In un’era in cui invece di andare avanti, sembra che stiamo andando sempre più indietro, vi voglio consigliare dei libri da leggere in occasione del 27 gennaio, nella giornata della memoria.
Ogni anno, la percentuale di persone che crede che la Shoah non sia mai esistita e che sia tutta un’invenzione è sempre più alta. I libri, la storia e chi ha vissuto quella tragica esperienza ed ha la fortuna di essere ancora con noi, sono le uniche armi che abbiamo per combattere questa assurdità.

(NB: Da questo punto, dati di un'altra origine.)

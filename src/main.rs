//! # Node Refresh Controller
//!
//! A Kubernetes controller that periodically replaces cluster nodes with
//! freshly provisioned ones.
//!
//! ## Overview
//!
//! For every node selected by a `NodeRefresh` resource the controller:
//!
//! 1. **Provisions** a replacement node and waits until it is Ready
//! 2. **Cordons** the old node
//! 3. **Drains** it through the eviction API, never exceeding a PodDisruptionBudget
//! 4. **Verifies** the replacement is still healthy
//! 5. **Deletes** the old node
//!
//! Refresh progress is persisted in ConfigMaps, so a restarted controller
//! resumes each refresh where it stopped.

use anyhow::Result;
use node_refresh_controller::runtime::initialization::{initialize, InitializationResult};
use node_refresh_controller::runtime::shutdown::spawn_signal_handler;
use node_refresh_controller::runtime::watch_loop::run_watch_loop;
use tracing::{error, info};

#[tokio::main]
async fn main() -> Result<()> {
    let InitializationResult {
        policies,
        nodes,
        reconciler,
        reconciliation_loop,
        triggers,
        server_state,
        controller_config,
        ..
    } = initialize().await?;

    let shutdown = spawn_signal_handler(std::sync::Arc::clone(&server_state));

    let engine = tokio::spawn(reconciliation_loop.run(triggers, shutdown.clone()));

    let result = run_watch_loop(
        policies,
        nodes,
        reconciler,
        server_state,
        controller_config,
        shutdown,
    )
    .await;

    // the loop returns once every worker has finished its current key
    if let Err(e) = engine.await {
        error!("Reconciliation loop panicked: {}", e);
    }

    info!("Controller stopped");
    result
}
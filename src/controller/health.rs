//! # Health Checker
//!
//! Read-only checks gating eviction and replacement. Missing or unknown
//! health data is always treated as "not yet healthy".

use crate::cluster::{with_timeout, ClusterClient, DisruptionBudget, NodeStatus, PodInfo, PodPhase};
use std::fmt;
use std::sync::Arc;
use std::time::Duration;
use tracing::debug;

/// Disruption scope a pod belongs to
#[derive(Debug, Clone, PartialEq, Eq, Hash, PartialOrd, Ord)]
pub enum DisruptionScope {
    /// Pods covered by a disruption budget (`namespace/name`)
    Budget(String),
    /// Pods in a namespace with no covering budget
    Unbudgeted(String),
}

impl DisruptionScope {
    #[must_use]
    pub fn for_pod(pod: &PodInfo) -> Self {
        match &pod.budget {
            Some(budget) => DisruptionScope::Budget(budget.clone()),
            None => DisruptionScope::Unbudgeted(pod.namespace.clone()),
        }
    }

    /// Stable key used to order batches
    #[must_use]
    pub fn key(&self) -> String {
        match self {
            DisruptionScope::Budget(scope) => scope.clone(),
            DisruptionScope::Unbudgeted(namespace) => format!("{namespace}/*"),
        }
    }
}

impl fmt::Display for DisruptionScope {
    fn fmt(&self, f: &mut fmt::Formatter<'_>) -> fmt::Result {
        match self {
            DisruptionScope::Budget(scope) => write!(f, "budget {scope}"),
            DisruptionScope::Unbudgeted(namespace) => write!(f, "unbudgeted pods in {namespace}"),
        }
    }
}

/// Disruptions a budget admits, keeping at least `min_healthy` pods healthy
#[must_use]
pub fn headroom(budget: &DisruptionBudget, min_healthy: Option<u32>) -> u32 {
    match min_healthy {
        Some(floor) => budget
            .disruptions_allowed
            .min(budget.current_healthy.saturating_sub(floor)),
        None => budget.disruptions_allowed,
    }
}

#[derive(Clone)]
pub struct HealthChecker {
    cluster: Arc<dyn ClusterClient>,
    call_timeout: Duration,
}

impl fmt::Debug for HealthChecker {
    fn fmt(&self, f: &mut fmt::Formatter<'_>) -> fmt::Result {
        f.debug_struct("HealthChecker")
            .field("call_timeout", &self.call_timeout)
            .finish_non_exhaustive()
    }
}

impl HealthChecker {
    #[must_use]
    pub fn new(cluster: Arc<dyn ClusterClient>, call_timeout: Duration) -> Self {
        Self {
            cluster,
            call_timeout,
        }
    }

    /// A pod may be evicted once it is Running and reports Ready
    #[must_use]
    pub fn is_healthy_to_evict(&self, pod: &PodInfo) -> bool {
        pod.phase == PodPhase::Running && pod.ready == Some(true)
    }

    /// Whether the scope has headroom for at least one more disruption
    ///
    /// Unbudgeted scopes always admit. A budget that cannot be read admits
    /// nothing.
    pub async fn can_admit_disruption(&self, scope: &DisruptionScope) -> bool {
        self.admits(scope, None).await
    }

    /// [`Self::can_admit_disruption`] with a healthy-pod floor on top of the
    /// budget's own allowance
    pub async fn admits(&self, scope: &DisruptionScope, min_healthy: Option<u32>) -> bool {
        let DisruptionScope::Budget(name) = scope else {
            return true;
        };
        match with_timeout(
            self.call_timeout,
            "get_disruption_budget",
            self.cluster.get_disruption_budget(name),
        )
        .await
        {
            Ok(budget) => headroom(&budget, min_healthy) > 0,
            Err(e) => {
                debug!(scope = %name, error = %e, "disruption budget unreadable, not admitting");
                false
            }
        }
    }

    /// Replacement is Ready, schedulable and has registered pod capacity
    #[must_use]
    pub fn is_replacement_ready(&self, node: &NodeStatus) -> bool {
        node.ready && node.ready_known && !node.unschedulable && node.allocatable_pods > 0
    }
}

In questo articolo vi voglio consigliare alcuni libri, che ho letto negli anni, che mi hanno insegnato più di quanto io abbia mai appreso a scuola. Questa, alla fine, è la potenza di un libro. Ti travolge, ti entra nell’anima, che questo sia romanzato o prettamente storico, ha sempre l’onere di insegnarti qualcosa e di lasciarti addosso una grande consapevolezza.

Hans Mayer e la bambina ebrea – Eleonora E. Spezzano, edito da Bonfirraro.
Questo è un libro fortissimo, che mi ha commossa e che mi ha fatta riflettere. L’autrice, quando lo ha scritto, era una ragazzina. Eppure, nonostante questo, il suo libro ha una forza potentissima, sebbene quanto ha narrato è quanto di più lontano dalla sua realtà.

L’orchestra rubata di Hitler – Silvia Montemurro, edito da Salani.
Qui veniamo a conoscenza di altre cose, di quanto sia stata la forza di diverse persone, in quel periodo, che hanno avuto il coraggio di andare contro a ciò che era imposto e a ciò che veniva considerato normalità.

Quando l’amore sfidò la sorte e la ragione – Rosa Romano, edito da Solfanelli.
Abbiamo una contrapposizione di ideali: l’autrice ci dona sia la parte delle persone sostenenti il fascio, ma anche dell’opposizione. Entriamo nella mente di questi personaggi e della loro realtà, vissuta dal lato militare e umano, lontano dalle atrocità che succedevano nei campi di concentramento, ma non meno impattanti a livello morale.

Saya – Salvatore Pireddu, edito da Biblioteka
Tratto dalla vera storia di Saya, questo romanzo parla della tragedia di chi nonostante abbia perso famiglia, patria, fede e libertà ha trovato il proprio posto nel mondo. I Fajans furono soldati e insegnanti, traduttori e ribelli, ma è nell’umile mestiere del sarto che Saya si è riscoperto uomo, perché “cucire significa mettere insieme le trame, aggiustare fa bene alla memoria delle cose rotte, così come rattoppare i vestiti strappati sul petto durante il periodo di shiva fa bene all’animo sofferente”.

Storia di una ladra di libri – Markus Zusak
Dal celebrissimo libro, da cui è stato tratto un film, impossibile non menzionare storia di una ladra di libri. Una storia fortissima, di come anche una cosa che oggi ci sembra così banale, come leggere, poteva essere un pericolo. Questa è la potenza dei libri, spaventano perché raccontano, perché aprono la mente e privare un uomo di questo, è violare uno dei suoi più grandi diritti alla conoscenza e al sapere.

Il pane sotto la neve – Vanessa Navicelli
Dietro questo libro c’è molto studio, informazione costante per descrivere in modo accurato ciò che è stato. Raccolta di testimonianze, studi della storia, di libri, di fatti. Anche qui non abbiamo un immersione nel vero e proprio genocidio, ma di come questo ha impattato sulla gente che già era povera. Le vittime, in quel periodo, sono state tutte quelle persone che erano una minoranza, che questa fosse razziale o di ceto sociale.

Questi sono i libri che negli anni mi hanno insegnato, mi hanno dato una coscienza secondo il quale mi sono formata e per cui oggi mi sento una persona migliore rispetto a ieri. Questo fa l’informazione e questo fa la lettura. Oggi giorno non abbiamo più scusanti per ignorare e far finta che i problemi non esistano. Abbiamo tutto il materiale per non dimenticare, per ricordarci da dove veniamo e per essere certi di cosa non vogliamo per il nostro futuro.